Моей щеки коснулись осторожные прохладные губы.
— Я все время жду какого-то подвоха, — прошептал Макс мне на ухо. — Как будто время готовит нам страшную западню. То его много, а то вдруг становится мало. Мы ведь не торопимся в принятии решений?
— Торопимся? — Я чуть отстранилась, чтобы лучше его рассмотреть, но Макс прижал меня к себе.
— В жизни главное — не торопиться. Знаешь, что сгубило Ромео и Джульетту? — Ссора родителей.
— Нет, они просто поторопились. Очень хотели получить все сразу, спешили избежать трудностей. Время сыграло с ними злую шутку.
Поторопились? Я вспомнила наш с Максом бесконечный бег. Если кто здесь и торопится, то наши преследователи, не мы.
Я поерзала, удобней устраиваясь рядом с любимым.
— Не думаю, что мы спешим. Ты немец. Ты спешить не умеешь. Ромео был итальянцем, а они по жизни бешеные.
— «Две равноуважаемых семьи в Вероне, где встречают нас события, ведут междоусобные бои и не хотят унять кровопролития…» — прикрыв глаза, процитировал Макс Шекспира. — Верона стоит на реке Адидже. Река впадает в Адриатическое море… — Он приподнялся на локте. — Ты права. Знаешь, я впервые не жалею, что шагнул в окно. Это был самый удачный поступок в моей жизни. Который привел меня к тебе.
От поцелуя привычно закружилась голова, и стало неважно, что было и что будет. Холод, комната, старая кровать — все уплыло вдаль и дало два прощальных свистка.
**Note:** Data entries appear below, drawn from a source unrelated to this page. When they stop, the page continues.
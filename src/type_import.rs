// ABOUTME: Type system import from a source configuration into a target changeset or stream.
// ABOUTME: Posts a TypeImportSession in the target's context and tracks it to a verdict.

use crate::oslc::Description;
use crate::oslc::vocab::{header, media, prop};
use crate::resources::{Configuration, FactoryLookup, ResourceError};
use crate::tracker::{self, Completion, TrackerError, VerdictPolicy, WaitOptions};
use crate::transport::{Request, Transport, TransportError};
use crate::types::TrackerUri;

/// Errors importing a type system.
#[derive(Debug, thiserror::Error)]
pub enum TypeImportError {
    #[error(transparent)]
    Transport(#[from] TransportError),

    #[error(transparent)]
    Resource(#[from] ResourceError),

    #[error(transparent)]
    Tracker(#[from] TrackerError),

    #[error("target configuration {0} names no service provider")]
    NoServiceProvider(String),

    #[error("type import factory {factory} answered {status}, expected 202")]
    UnexpectedStatus { factory: String, status: u16 },

    #[error("type import factory {factory} answered 202 without a tracker location")]
    MissingLocation { factory: String },
}

/// RDF/XML body of a `types:TypeImportSession`.
fn session_payload(source: &Configuration, target: &Configuration, provider: &str) -> String {
    Description::new("types:TypeImportSession")
        .resource("types:source", source.uri.as_str())
        .resource("types:target", target.uri.as_str())
        .resource("oslc:serviceProvider", provider)
        .to_xml()
}

/// Import the type system of `source` into `target`.
///
/// The session is created through the target's `TypeImportSession` factory
/// in the target's configuration context, then its tracker is followed until
/// `policy` accepts or rejects the verdict.
pub async fn perform_type_import<T, L>(
    transport: &T,
    lookup: &L,
    source: &Configuration,
    target: &Configuration,
    wait: &WaitOptions,
    policy: VerdictPolicy,
) -> Result<Completion, TypeImportError>
where
    T: Transport + ?Sized,
    L: FactoryLookup + ?Sized,
{
    let provider = target
        .service_provider
        .as_ref()
        .ok_or_else(|| TypeImportError::NoServiceProvider(target.uri.to_string()))?;
    let factory = lookup
        .creation_factory(provider, prop::TYPES_TYPE_IMPORT_SESSION)
        .await?;

    let request = Request::post(factory.as_str())
        .configuration_context(target.uri.as_str())
        .without_header(header::OSLC_CORE_VERSION)
        .accept(media::RDF_XML)
        .rdf_xml(session_payload(source, target, provider.as_str()));
    let response = transport.send(request).await?;
    tracing::debug!(factory = %factory, status = response.status, "type import session posted");

    if response.status != 202 {
        return Err(TypeImportError::UnexpectedStatus {
            factory: factory.to_string(),
            status: response.status,
        });
    }
    let location = response
        .location()
        .ok_or_else(|| TypeImportError::MissingLocation {
            factory: factory.to_string(),
        })?;

    let completion = tracker::track(transport, TrackerUri::new(location), wait, policy).await?;
    tracing::info!(
        source = %source.label(),
        target = %target.label(),
        verdict = %completion.verdict,
        "type system imported"
    );
    Ok(completion)
}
Я открыла глаза, на секунду забыв, где нахожусь. Рядом был только Макс и…
Вдруг вспомнила.
— Дракон! — зашептала я, выбираясь на край кровати.
— Он давно ушел.
Я непонимающе посмотрела на соседнюю кровать. Одеяло свесилось, подушка закинута в ноги. Куда делся Сторожев? Ах да! Сбежал еще в самом начале нашего разговора. Как только мы с Максом начали устраиваться на кровати, недовольно закхмекал, засопел, демонстративно долго искал свои унты и, забрав куртку, ушел на кухню. Там было теплее. И еще там была Маринка. Спокойной ночи, Дима! Приятных кошмаров!
— А мне никогда не хотелось сбежать, — призналась я, вновь устраиваясь на подушке.
— Так бывает, когда не знаешь, куда можешь прийти.
— А ты знаешь?
— Теперь — знаю. Я не могу предсказать, что будет конкретно, но как может быть, представляю.
— Все будет хорошо?
— Если мы будем вместе, то — да.
Я хмыкнула. Его бровь дернулась, пытаясь изобразить удивление, и я засмеялась в ответ. Будет хорошо? Возможно. Я же уверена только в том, что соскучиться нам точно не дадут. И первое января тому подтверждение. После такого начала года оставшиеся дни мы обречены провести в бегах.
— А что было потом? После того как Лео превратил тебя в вампира?
Макс лежал на спине, глядя в потолок.
Вспоминал? На быстром режиме просматривал хронику минувших дней? Придумывал подходящий ответ?
— Я учился жить заново.
Из Макса мог получиться замечательный партизан. Он никогда не отвечает на вопросы.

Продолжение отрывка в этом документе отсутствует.